** RECORD EXCERPTS follows **

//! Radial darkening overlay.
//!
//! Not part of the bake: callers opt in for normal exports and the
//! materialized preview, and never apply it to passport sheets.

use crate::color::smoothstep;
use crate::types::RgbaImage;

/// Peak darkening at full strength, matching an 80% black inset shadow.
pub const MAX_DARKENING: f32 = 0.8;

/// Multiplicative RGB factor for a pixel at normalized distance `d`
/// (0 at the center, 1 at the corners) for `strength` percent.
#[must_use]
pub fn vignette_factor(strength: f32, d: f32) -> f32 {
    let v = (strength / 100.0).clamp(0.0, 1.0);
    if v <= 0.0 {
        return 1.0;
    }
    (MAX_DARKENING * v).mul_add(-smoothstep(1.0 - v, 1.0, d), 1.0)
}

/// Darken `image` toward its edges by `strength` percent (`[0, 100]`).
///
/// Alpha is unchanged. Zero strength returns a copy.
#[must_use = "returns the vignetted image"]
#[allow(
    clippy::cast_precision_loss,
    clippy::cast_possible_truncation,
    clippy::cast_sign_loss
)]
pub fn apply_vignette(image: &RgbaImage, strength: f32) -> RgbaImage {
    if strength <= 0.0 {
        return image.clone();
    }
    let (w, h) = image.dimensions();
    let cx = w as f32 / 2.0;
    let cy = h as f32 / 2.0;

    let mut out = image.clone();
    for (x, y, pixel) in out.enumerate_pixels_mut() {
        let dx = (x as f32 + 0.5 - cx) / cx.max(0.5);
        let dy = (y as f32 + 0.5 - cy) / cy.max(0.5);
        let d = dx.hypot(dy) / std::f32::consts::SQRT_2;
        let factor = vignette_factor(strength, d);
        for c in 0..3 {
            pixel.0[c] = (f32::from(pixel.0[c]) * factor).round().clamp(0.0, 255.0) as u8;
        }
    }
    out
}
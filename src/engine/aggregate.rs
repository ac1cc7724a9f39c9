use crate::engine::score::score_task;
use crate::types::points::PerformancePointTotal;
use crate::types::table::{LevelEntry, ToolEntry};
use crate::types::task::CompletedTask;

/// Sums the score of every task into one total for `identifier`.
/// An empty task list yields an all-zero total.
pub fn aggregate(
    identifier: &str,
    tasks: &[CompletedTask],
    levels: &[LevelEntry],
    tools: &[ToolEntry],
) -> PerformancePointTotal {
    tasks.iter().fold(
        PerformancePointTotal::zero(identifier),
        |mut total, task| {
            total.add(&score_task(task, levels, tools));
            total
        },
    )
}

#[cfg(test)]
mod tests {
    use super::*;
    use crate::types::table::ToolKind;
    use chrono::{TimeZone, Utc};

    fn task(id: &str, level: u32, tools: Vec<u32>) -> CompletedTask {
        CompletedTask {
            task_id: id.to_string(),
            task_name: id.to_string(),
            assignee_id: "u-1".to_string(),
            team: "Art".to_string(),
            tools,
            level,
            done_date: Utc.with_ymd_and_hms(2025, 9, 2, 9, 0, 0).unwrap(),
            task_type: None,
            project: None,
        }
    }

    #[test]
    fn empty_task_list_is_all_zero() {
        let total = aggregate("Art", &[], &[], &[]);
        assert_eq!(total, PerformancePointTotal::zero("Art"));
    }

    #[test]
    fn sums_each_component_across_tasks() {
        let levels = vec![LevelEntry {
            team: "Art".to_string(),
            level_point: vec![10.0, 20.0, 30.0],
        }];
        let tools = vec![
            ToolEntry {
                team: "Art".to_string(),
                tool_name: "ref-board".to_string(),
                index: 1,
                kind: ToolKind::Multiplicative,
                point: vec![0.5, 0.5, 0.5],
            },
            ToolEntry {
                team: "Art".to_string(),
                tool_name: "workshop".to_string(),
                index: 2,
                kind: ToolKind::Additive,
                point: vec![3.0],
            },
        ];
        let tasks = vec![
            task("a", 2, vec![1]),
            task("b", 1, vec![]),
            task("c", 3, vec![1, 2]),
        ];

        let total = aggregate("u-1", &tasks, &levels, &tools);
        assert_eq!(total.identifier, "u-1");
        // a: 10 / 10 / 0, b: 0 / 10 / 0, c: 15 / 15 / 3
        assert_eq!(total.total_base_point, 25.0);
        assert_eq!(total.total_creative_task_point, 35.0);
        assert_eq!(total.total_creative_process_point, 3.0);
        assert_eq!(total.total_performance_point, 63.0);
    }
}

** End of RECORD EXCERPTS **
** RECORD EXCERPTS follows **

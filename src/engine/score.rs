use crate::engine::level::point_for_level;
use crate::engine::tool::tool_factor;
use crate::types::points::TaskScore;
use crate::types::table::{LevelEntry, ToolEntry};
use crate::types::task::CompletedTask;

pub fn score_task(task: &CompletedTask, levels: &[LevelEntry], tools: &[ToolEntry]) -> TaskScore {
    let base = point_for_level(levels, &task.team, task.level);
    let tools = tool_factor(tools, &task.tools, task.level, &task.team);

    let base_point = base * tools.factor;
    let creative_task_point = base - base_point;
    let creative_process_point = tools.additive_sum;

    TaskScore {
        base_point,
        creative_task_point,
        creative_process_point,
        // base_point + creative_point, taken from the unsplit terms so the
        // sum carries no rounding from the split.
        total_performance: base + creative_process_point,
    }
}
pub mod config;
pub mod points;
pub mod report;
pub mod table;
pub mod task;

** End of RECORD EXCERPTS **

→ TASK BRIEF
A single number is the answer here: how many lines of the material contain the string "ToolKind"?

→ TASK ANSWER
3